_What to do_
The whole set of entries is to be restated word for word.

____ Input records

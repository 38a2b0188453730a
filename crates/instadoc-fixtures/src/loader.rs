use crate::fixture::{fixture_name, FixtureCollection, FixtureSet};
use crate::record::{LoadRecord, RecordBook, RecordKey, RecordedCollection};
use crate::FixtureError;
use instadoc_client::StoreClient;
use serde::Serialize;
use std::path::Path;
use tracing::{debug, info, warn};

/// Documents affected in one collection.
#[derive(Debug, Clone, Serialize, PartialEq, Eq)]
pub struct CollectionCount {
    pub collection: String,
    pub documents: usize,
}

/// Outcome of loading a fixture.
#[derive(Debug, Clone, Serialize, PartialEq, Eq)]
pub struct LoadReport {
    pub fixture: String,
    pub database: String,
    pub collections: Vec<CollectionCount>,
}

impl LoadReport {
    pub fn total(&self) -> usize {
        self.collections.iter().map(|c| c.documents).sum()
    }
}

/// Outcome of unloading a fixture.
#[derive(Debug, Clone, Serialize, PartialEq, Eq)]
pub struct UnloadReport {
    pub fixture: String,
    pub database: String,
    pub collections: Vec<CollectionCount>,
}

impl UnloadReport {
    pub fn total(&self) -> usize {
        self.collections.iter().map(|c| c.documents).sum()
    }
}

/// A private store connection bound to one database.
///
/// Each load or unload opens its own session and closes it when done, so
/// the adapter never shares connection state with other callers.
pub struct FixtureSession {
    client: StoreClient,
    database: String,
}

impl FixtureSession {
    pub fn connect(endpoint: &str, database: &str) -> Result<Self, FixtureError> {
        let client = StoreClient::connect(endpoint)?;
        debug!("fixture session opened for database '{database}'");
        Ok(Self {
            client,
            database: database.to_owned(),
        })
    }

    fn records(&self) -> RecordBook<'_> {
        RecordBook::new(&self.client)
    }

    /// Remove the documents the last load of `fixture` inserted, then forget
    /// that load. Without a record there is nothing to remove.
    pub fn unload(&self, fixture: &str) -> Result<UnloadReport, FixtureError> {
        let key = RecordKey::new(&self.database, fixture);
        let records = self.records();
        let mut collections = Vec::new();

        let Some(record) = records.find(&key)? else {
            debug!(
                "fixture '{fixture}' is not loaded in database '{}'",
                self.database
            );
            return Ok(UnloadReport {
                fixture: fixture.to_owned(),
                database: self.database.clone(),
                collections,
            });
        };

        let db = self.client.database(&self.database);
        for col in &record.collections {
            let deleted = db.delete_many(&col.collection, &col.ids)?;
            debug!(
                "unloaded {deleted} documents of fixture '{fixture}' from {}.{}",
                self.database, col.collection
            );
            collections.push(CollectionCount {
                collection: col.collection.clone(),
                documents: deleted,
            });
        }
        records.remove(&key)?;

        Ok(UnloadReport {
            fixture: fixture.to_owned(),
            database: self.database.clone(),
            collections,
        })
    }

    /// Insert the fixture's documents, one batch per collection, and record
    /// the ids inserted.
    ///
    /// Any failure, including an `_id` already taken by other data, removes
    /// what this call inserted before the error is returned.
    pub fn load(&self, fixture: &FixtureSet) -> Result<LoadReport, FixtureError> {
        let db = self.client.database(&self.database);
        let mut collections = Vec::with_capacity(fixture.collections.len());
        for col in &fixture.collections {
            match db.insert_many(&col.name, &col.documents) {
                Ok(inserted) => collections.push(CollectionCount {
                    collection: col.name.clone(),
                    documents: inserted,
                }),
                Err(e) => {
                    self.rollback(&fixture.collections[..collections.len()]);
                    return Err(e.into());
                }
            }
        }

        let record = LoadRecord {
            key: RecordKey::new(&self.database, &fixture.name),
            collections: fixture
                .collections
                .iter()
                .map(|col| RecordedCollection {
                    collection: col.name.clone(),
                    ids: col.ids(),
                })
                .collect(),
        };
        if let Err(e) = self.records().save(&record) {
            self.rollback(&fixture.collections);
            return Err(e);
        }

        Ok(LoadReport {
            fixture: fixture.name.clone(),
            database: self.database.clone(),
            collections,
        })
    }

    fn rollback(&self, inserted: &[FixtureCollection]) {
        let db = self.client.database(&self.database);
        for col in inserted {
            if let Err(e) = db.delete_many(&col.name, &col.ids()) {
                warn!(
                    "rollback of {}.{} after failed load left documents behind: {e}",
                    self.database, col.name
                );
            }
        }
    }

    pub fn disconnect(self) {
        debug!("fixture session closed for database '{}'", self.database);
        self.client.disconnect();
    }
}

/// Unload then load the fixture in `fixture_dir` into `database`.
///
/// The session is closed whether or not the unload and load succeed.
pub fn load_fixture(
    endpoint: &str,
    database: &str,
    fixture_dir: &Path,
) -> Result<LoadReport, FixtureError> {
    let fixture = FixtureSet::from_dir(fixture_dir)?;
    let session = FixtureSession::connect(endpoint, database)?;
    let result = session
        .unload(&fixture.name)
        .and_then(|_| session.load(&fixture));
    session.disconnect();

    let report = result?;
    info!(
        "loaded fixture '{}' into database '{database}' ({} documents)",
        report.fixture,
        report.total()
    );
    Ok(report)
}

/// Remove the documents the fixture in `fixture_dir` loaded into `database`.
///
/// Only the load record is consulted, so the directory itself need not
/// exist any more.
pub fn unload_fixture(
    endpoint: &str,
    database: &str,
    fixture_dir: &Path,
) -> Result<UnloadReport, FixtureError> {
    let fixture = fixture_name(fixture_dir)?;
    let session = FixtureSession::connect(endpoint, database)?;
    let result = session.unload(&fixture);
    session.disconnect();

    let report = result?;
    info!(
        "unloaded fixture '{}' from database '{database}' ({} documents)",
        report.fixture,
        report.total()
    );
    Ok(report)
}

________

_Answer to the exercise_
repository 38a2b0188453730a
filename crates/instadoc-fixtures/src/loader.rs
use crate::fixture::{fixture_name, FixtureCollection, FixtureSet};
use crate::record::{LoadRecord, RecordBook, RecordKey, RecordedCollection};
use crate::FixtureError;
use instadoc_client::StoreClient;
use serde::Serialize;
use std::path::Path;
use tracing::{debug, info, warn};

/// Documents affected in one collection.
#[derive(Debug, Clone, Serialize, PartialEq, Eq)]
pub struct CollectionCount {
    pub collection: String,
    pub documents: usize,
}

/// Outcome of loading a fixture.
#[derive(Debug, Clone, Serialize, PartialEq, Eq)]
pub struct LoadReport {
    pub fixture: String,
    pub database: String,
    pub collections: Vec<CollectionCount>,
}

impl LoadReport {
    pub fn total(&self) -> usize {
        self.collections.iter().map(|c| c.documents).sum()
    }
}

/// Outcome of unloading a fixture.
#[derive(Debug, Clone, Serialize, PartialEq, Eq)]
pub struct UnloadReport {
    pub fixture: String,
    pub database: String,
    pub collections: Vec<CollectionCount>,
}

impl UnloadReport {
    pub fn total(&self) -> usize {
        self.collections.iter().map(|c| c.documents).sum()
    }
}

/// A private store connection bound to one database.
///
/// Each load or unload opens its own session and closes it when done, so
/// the adapter never shares connection state with other callers.
pub struct FixtureSession {
    client: StoreClient,
    database: String,
}

impl FixtureSession {
    pub fn connect(endpoint: &str, database: &str) -> Result<Self, FixtureError> {
        let client = StoreClient::connect(endpoint)?;
        debug!("fixture session opened for database '{database}'");
        Ok(Self {
            client,
            database: database.to_owned(),
        })
    }

    fn records(&self) -> RecordBook<'_> {
        RecordBook::new(&self.client)
    }

    /// Remove the documents the last load of `fixture` inserted, then forget
    /// that load. Without a record there is nothing to remove.
    pub fn unload(&self, fixture: &str) -> Result<UnloadReport, FixtureError> {
        let key = RecordKey::new(&self.database, fixture);
        let records = self.records();
        let mut collections = Vec::new();

        let Some(record) = records.find(&key)? else {
            debug!(
                "fixture '{fixture}' is not loaded in database '{}'",
                self.database
            );
            return Ok(UnloadReport {
                fixture: fixture.to_owned(),
                database: self.database.clone(),
                collections,
            });
        };

        let db = self.client.database(&self.database);
        for col in &record.collections {
            let deleted = db.delete_many(&col.collection, &col.ids)?;
            debug!(
                "unloaded {deleted} documents of fixture '{fixture}' from {}.{}",
                self.database, col.collection
            );
            collections.push(CollectionCount {
                collection: col.collection.clone(),
                documents: deleted,
            });
        }
        records.remove(&key)?;

        Ok(UnloadReport {
            fixture: fixture.to_owned(),
            database: self.database.clone(),
            collections,
        })
    }

    /// Insert the fixture's documents, one batch per collection, and record
    /// the ids inserted.
    ///
    /// Any failure, including an `_id` already taken by other data, removes
    /// what this call inserted before the error is returned.
    pub fn load(&self, fixture: &FixtureSet) -> Result<LoadReport, FixtureError> {
        let db = self.client.database(&self.database);
        let mut collections = Vec::with_capacity(fixture.collections.len());
        for col in &fixture.collections {
            match db.insert_many(&col.name, &col.documents) {
                Ok(inserted) => collections.push(CollectionCount {
                    collection: col.name.clone(),
                    documents: inserted,
                }),
                Err(e) => {
                    self.rollback(&fixture.collections[..collections.len()]);
                    return Err(e.into());
                }
            }
        }

        let record = LoadRecord {
            key: RecordKey::new(&self.database, &fixture.name),
            collections: fixture
                .collections
                .iter()
                .map(|col| RecordedCollection {
                    collection: col.name.clone(),
                    ids: col.ids(),
                })
                .collect(),
        };
        if let Err(e) = self.records().save(&record) {
            self.rollback(&fixture.collections);
            return Err(e);
        }

        Ok(LoadReport {
            fixture: fixture.name.clone(),
            database: self.database.clone(),
            collections,
        })
    }

    fn rollback(&self, inserted: &[FixtureCollection]) {
        let db = self.client.database(&self.database);
        for col in inserted {
            if let Err(e) = db.delete_many(&col.name, &col.ids()) {
                warn!(
                    "rollback of {}.{} after failed load left documents behind: {e}",
                    self.database, col.name
                );
            }
        }
    }

    pub fn disconnect(self) {
        debug!("fixture session closed for database '{}'", self.database);
        self.client.disconnect();
    }
}

/// Unload then load the fixture in `fixture_dir` into `database`.
///
/// The session is closed whether or not the unload and load succeed.
pub fn load_fixture(
    endpoint: &str,
    database: &str,
    fixture_dir: &Path,
) -> Result<LoadReport, FixtureError> {
    let fixture = FixtureSet::from_dir(fixture_dir)?;
    let session = FixtureSession::connect(endpoint, database)?;
    let result = session
        .unload(&fixture.name)
        .and_then(|_| session.load(&fixture));
    session.disconnect();

    let report = result?;
    info!(
        "loaded fixture '{}' into database '{database}' ({} documents)",
        report.fixture,
        report.total()
    );
    Ok(report)
}

/// Remove the documents the fixture in `fixture_dir` loaded into `database`.
///
/// Only the load record is consulted, so the directory itself need not
/// exist any more.
pub fn unload_fixture(
    endpoint: &str,
    database: &str,
    fixture_dir: &Path,
) -> Result<UnloadReport, FixtureError> {
    let fixture = fixture_name(fixture_dir)?;
    let session = FixtureSession::connect(endpoint, database)?;
    let result = session.unload(&fixture);
    session.disconnect();

    let report = result?;
    info!(
        "unloaded fixture '{}' from database '{database}' ({} documents)",
        report.fixture,
        report.total()
    );
    Ok(report)
}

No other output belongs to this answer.